(Records from a data collection)

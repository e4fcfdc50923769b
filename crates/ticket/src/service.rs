//! Relying-party service identity.

use std::fmt;

use serde::{Deserialize, Serialize};

/// A service (relying party) requesting or presenting tickets.
///
/// `id` is the canonical service identifier used for matching; `original_url`
/// is the URL exactly as the service presented it and is the default target
/// for single-logout callbacks.
#[derive(Debug, Clone, PartialEq, Eq, Hash, Serialize, Deserialize)]
pub struct Service {
    id: String,
    original_url: String,
}

impl Service {
    /// Creates a service whose identifier and original URL are the same.
    #[must_use]
    pub fn new(url: impl Into<String>) -> Self {
        let url = url.into();
        Self { id: canonical_id(&url), original_url: url }
    }

    /// Canonical identifier.
    #[must_use]
    pub fn id(&self) -> &str {
        &self.id
    }

    /// URL as originally presented.
    #[must_use]
    pub fn original_url(&self) -> &str {
        &self.original_url
    }

    /// Returns `true` if `other` identifies the same relying party.
    #[must_use]
    pub fn matches(&self, other: &Service) -> bool {
        self.id == other.id
    }
}

impl fmt::Display for Service {
    fn fmt(&self, f: &mut fmt::Formatter<'_>) -> fmt::Result {
        f.write_str(&self.id)
    }
}

/// Drops the fragment and any `ticket` query parameter, which a service
/// echoes back when presenting a ticket.
fn canonical_id(url: &str) -> String {
    let url = url.split('#').next().unwrap_or(url);
    let Some((base, query)) = url.split_once('?') else {
        return url.to_owned();
    };
    let kept: Vec<&str> =
        query.split('&').filter(|pair| !pair.is_empty() && !pair.starts_with("ticket=")).collect();
    if kept.is_empty() { base.to_owned() } else { format!("{base}?{}", kept.join("&")) }
}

> _EXERCISE_: Retype every line up to and including the one that contains "let url = url.into();", beginning at the first line of the records, with no edits.

> _ANSWER_:
repository e4fcfdc50923769b
filename crates/ticket/src/service.rs
//! Relying-party service identity.

use std::fmt;

use serde::{Deserialize, Serialize};

/// A service (relying party) requesting or presenting tickets.
///
/// `id` is the canonical service identifier used for matching; `original_url`
/// is the URL exactly as the service presented it and is the default target
/// for single-logout callbacks.
#[derive(Debug, Clone, PartialEq, Eq, Hash, Serialize, Deserialize)]
pub struct Service {
    id: String,
    original_url: String,
}

impl Service {
    /// Creates a service whose identifier and original URL are the same.
    #[must_use]
    pub fn new(url: impl Into<String>) -> Self {
        let url = url.into();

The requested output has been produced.